Sunday, 20 July 2014
vrms (Virtual Richard M. Stallman)
I was intrigued by the sound of the vrms (Virtual Richard M. Stallman) program when I was surfing the web. It analyses the packages you have installed on your Linux machine and reports all of those that are non free. Originally developed for Debian you can get it on Arch from the AUR. If you use 'packer' you can simple install with :
$ packer -S vrms-arch
The program when run enumerates non-free packages which officially is "under licenses not considered by OSI, FSF, and/or the DFSG to be Free Software".

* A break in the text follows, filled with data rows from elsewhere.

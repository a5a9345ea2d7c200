/// The three anatomical viewing planes shown side by side in a mosaic frame
#[derive(Clone, Copy, Debug, PartialEq, Eq)]
pub enum Orientation {
    Sagittal,
    Coronal,
    Axial,
}

impl Orientation {
    /// Panels in the order they appear from left to right
    pub const PANELS: [Orientation; 3] = [
        Orientation::Sagittal,
        Orientation::Coronal,
        Orientation::Axial,
    ];

    /// The cube axis that is held fixed to extract this plane
    pub fn axis(&self) -> usize {
        match self {
            Orientation::Sagittal => 0,
            Orientation::Coronal => 1,
            Orientation::Axial => 2,
        }
    }
}

/// Direction in which a voxel axis increases, in patient space
#[derive(Clone, Copy, Debug, PartialEq, Eq)]
pub enum AxisDirection {
    Right,
    Left,
    Anterior,
    Posterior,
    Superior,
    Inferior,
}

impl AxisDirection {
    /// Canonical RAS+ labelling: axis 0 toward Right, 1 toward Anterior, 2 toward Superior
    pub const CANONICAL: [AxisDirection; 3] = [
        AxisDirection::Right,
        AxisDirection::Anterior,
        AxisDirection::Superior,
    ];

    /// Build from a world axis index (0 = x, 1 = y, 2 = z in RAS) and a sign
    pub fn from_world_axis(world_axis: usize, positive: bool) -> Self {
        match (world_axis, positive) {
            (0, true) => AxisDirection::Right,
            (0, false) => AxisDirection::Left,
            (1, true) => AxisDirection::Anterior,
            (1, false) => AxisDirection::Posterior,
            (2, false) => AxisDirection::Inferior,
            _ => AxisDirection::Superior,
        }
    }

    /// Index of the RAS world axis this direction runs along
    pub fn world_axis(&self) -> usize {
        match self {
            AxisDirection::Right | AxisDirection::Left => 0,
            AxisDirection::Anterior | AxisDirection::Posterior => 1,
            AxisDirection::Superior | AxisDirection::Inferior => 2,
        }
    }

    /// Whether the axis increases along the positive RAS direction
    pub fn is_positive(&self) -> bool {
        matches!(
            self,
            AxisDirection::Right | AxisDirection::Anterior | AxisDirection::Superior
        )
    }
}

#[derive(Clone, Copy, Debug, Default, PartialEq, Eq)]
pub enum SortBy {
    #[default]
    ImagePositionPatient,
    TablePosition,
    InstanceNumber,
    None,
}

/// How the encoder expects frame timing to be expressed
#[derive(Clone, Copy, Debug, Default, PartialEq, Eq)]
pub enum TimingConvention {
    /// Explicit per-frame duration in whole milliseconds
    #[default]
    FrameDuration,
    /// A frames-per-second rate
    FramesPerSecond,
}

impl TimingConvention {
    /// Pick the convention an encoder of the given `(major, minor)` version understands.
    ///
    /// Encoders newer than 2.28 take a frame duration, older ones take a rate.
    pub fn for_encoder_version(version: (u32, u32)) -> Self {
        if version > (2, 28) {
            TimingConvention::FrameDuration
        } else {
            TimingConvention::FramesPerSecond
        }
    }
}

#[cfg(test)]
mod tests {
    use super::*;

    #[test]
    fn world_axis_round_trip() {
        for direction in [
            AxisDirection::Right,
            AxisDirection::Left,
            AxisDirection::Anterior,
            AxisDirection::Posterior,
            AxisDirection::Superior,
            AxisDirection::Inferior,
        ] {
            let rebuilt =
                AxisDirection::from_world_axis(direction.world_axis(), direction.is_positive());
            assert_eq!(rebuilt, direction);
        }
    }

    #[test]
    fn timing_convention_follows_version() {
        assert_eq!(
            TimingConvention::for_encoder_version((2, 31)),
            TimingConvention::FrameDuration
        );
        assert_eq!(
            TimingConvention::for_encoder_version((2, 28)),
            TimingConvention::FramesPerSecond
        );
        assert_eq!(
            TimingConvention::for_encoder_version((3, 0)),
            TimingConvention::FrameDuration
        );
    }
}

More info on the license categorization is found via
$ vi /usr/lib/python3.4/site-packages/vrms_arch/license_finder.py
List non-free packages and count 'ambiguously licensed packages that vrms cannot certify.'
$ vrms
Check all packages in locally synced package repositories (does not and cannot include the AUR), not just locally installed packages:
$ vrms -g
The caveats with this method in Arch are because many packages in Arch, both free and non-free, use custom as the license field value. This means that it does not use an exact copy of one of the licences includes in the core licences packages which you can view under :
$ ls /usr/share/licenses/common/
Some common licenses like BSD and MIT are not included in the common licenses packages as they require to be edited for a specific project.
Desite these cavets I found it a useful tool to run on my various Arch systems!